= ASSIGNMENT =
Pull every line holding the word "Recommendation" out of the data and copy it.

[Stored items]
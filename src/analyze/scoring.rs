//! Category accumulators and the percentage aggregator.
//!
//! `CategoryScore` holds raw, real-valued buy/sell/hold sums (negation can
//! push a category below zero and adds half-weights to the opposite side).
//! `percentages()` turns them into a `SentimentSplit` that sums to ~100.

use serde::{Deserialize, Serialize};
use std::ops::{Add, AddAssign};

use crate::decision::Recommendation;

/// Raw accumulators, fresh per analysis call.
#[derive(Clone, Copy, Debug, Default, PartialEq, Serialize, Deserialize)]
pub struct CategoryScore {
    pub buy: f64,
    pub sell: f64,
    pub hold: f64,
}

impl CategoryScore {
    pub fn credit(&mut self, category: Recommendation, amount: f64) {
        match category {
            Recommendation::Buy => self.buy += amount,
            Recommendation::Sell => self.sell += amount,
            Recommendation::Hold => self.hold += amount,
        }
    }

    pub fn get(&self, category: Recommendation) -> f64 {
        match category {
            Recommendation::Buy => self.buy,
            Recommendation::Sell => self.sell,
            Recommendation::Hold => self.hold,
        }
    }

    pub fn total(&self) -> f64 {
        self.buy + self.sell + self.hold
    }

    pub fn is_zero(&self) -> bool {
        self.total() == 0.0
    }
}

impl Add for CategoryScore {
    type Output = CategoryScore;

    fn add(self, rhs: CategoryScore) -> CategoryScore {
        CategoryScore {
            buy: self.buy + rhs.buy,
            sell: self.sell + rhs.sell,
            hold: self.hold + rhs.hold,
        }
    }
}

impl AddAssign for CategoryScore {
    fn add_assign(&mut self, rhs: CategoryScore) {
        *self = *self + rhs;
    }
}

impl std::iter::Sum for CategoryScore {
    fn sum<I: Iterator<Item = CategoryScore>>(iter: I) -> Self {
        iter.fold(CategoryScore::default(), Add::add)
    }
}

/// Final percentages, each rounded to two decimals.
#[derive(Clone, Copy, Debug, PartialEq, Serialize, Deserialize)]
pub struct SentimentSplit {
    pub buy: f64,
    pub hold: f64,
    pub sell: f64,
}

impl SentimentSplit {
    /// Returned when nothing in the text scored at all.
    pub const NEUTRAL: SentimentSplit = SentimentSplit {
        buy: 33.33,
        hold: 33.33,
        sell: 33.33,
    };

    pub fn sum(&self) -> f64 {
        self.buy + self.hold + self.sell
    }
}

/// Round to two decimals, ties to even (3.125 -> 3.12, 96.875 -> 96.88).
#[inline]
pub fn round2(x: f64) -> f64 {
    (x * 100.0).round_ties_even() / 100.0
}

/// Convert raw scores into a clamped, rescaled percentage split.
///
/// A zero grand total short-circuits to `SentimentSplit::NEUTRAL`. Negative
/// shares are clamped to zero and, if the clamped values no longer sum to
/// 100, a single rescale pass is applied. The result sums to 100 within 0.1.
pub fn percentages(score: &CategoryScore) -> SentimentSplit {
    let total = score.total();
    if total == 0.0 {
        return SentimentSplit::NEUTRAL;
    }

    // Comparison instead of `max` so a clamped share is never `-0.0`.
    let share = |v: f64| {
        let pct = round2(v / total * 100.0);
        if pct > 0.0 {
            pct
        } else {
            0.0
        }
    };
    let clamped = SentimentSplit {
        buy: share(score.buy),
        hold: share(score.hold),
        sell: share(score.sell),
    };

    let sum = clamped.sum();
    if sum == 100.0 {
        return clamped;
    }
    if sum <= 0.0 {
        return SentimentSplit::NEUTRAL;
    }

    let rescale = |v: f64| round2(v / sum * 100.0);
    SentimentSplit {
        buy: rescale(clamped.buy),
        hold: rescale(clamped.hold),
        sell: rescale(clamped.sell),
    }
}
//! Logging helpers: dev-only tracing subscriber and text anonymization.
//!
//! Raw news text never goes into logs; events carry `anon_hash(text)`.

use tracing_subscriber::{fmt, prelude::*, EnvFilter};

pub const ENV_DEV_LOG: &str = "ANALYZER_DEV_LOG";

/// Dev logging gate: ANALYZER_DEV_LOG=1 AND dev env (debug build or
/// SHUTTLE_ENV in {local, development, dev}).
pub fn dev_logging_enabled() -> bool {
    let on = std::env::var(ENV_DEV_LOG).ok().as_deref() == Some("1");
    if !on {
        return false;
    }
    if cfg!(debug_assertions) {
        return true;
    }
    matches!(
        std::env::var("SHUTTLE_ENV")
            .unwrap_or_default()
            .to_ascii_lowercase()
            .as_str(),
        "local" | "development" | "dev"
    )
}

/// Install a compact fmt subscriber when dev logging is on.
///
/// Uses `try_init`, so a subscriber already installed by the runtime wins.
pub fn init_dev_tracing() {
    if !dev_logging_enabled() {
        return;
    }

    let filter = EnvFilter::try_from_default_env()
        .unwrap_or_else(|_| EnvFilter::new("analyze=debug,news_sentiment_analyzer=info,warn"));

    let _ = tracing_subscriber::registry()
        .with(filter)
        .with(fmt::layer().compact())
        .try_init();
}

/// First 6 bytes of SHA-256 as lowercase hex.
pub fn anon_hash(text: &str) -> String {
    use sha2::{Digest, Sha256};
    let digest = Sha256::digest(text.as_bytes());
    let mut out = String::with_capacity(12);
    for b in digest.iter().take(6) {
        use std::fmt::Write as _;
        let _ = write!(&mut out, "{:02x}", b);
    }
    out
}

= WRITTEN RESPONSE =
use crate::decision::Recommendation;
    pub fn credit(&mut self, category: Recommendation, amount: f64) {
            Recommendation::Buy => self.buy += amount,
            Recommendation::Sell => self.sell += amount,
            Recommendation::Hold => self.hold += amount,
    pub fn get(&self, category: Recommendation) -> f64 {
            Recommendation::Buy => self.buy,
            Recommendation::Sell => self.sell,
            Recommendation::Hold => self.hold,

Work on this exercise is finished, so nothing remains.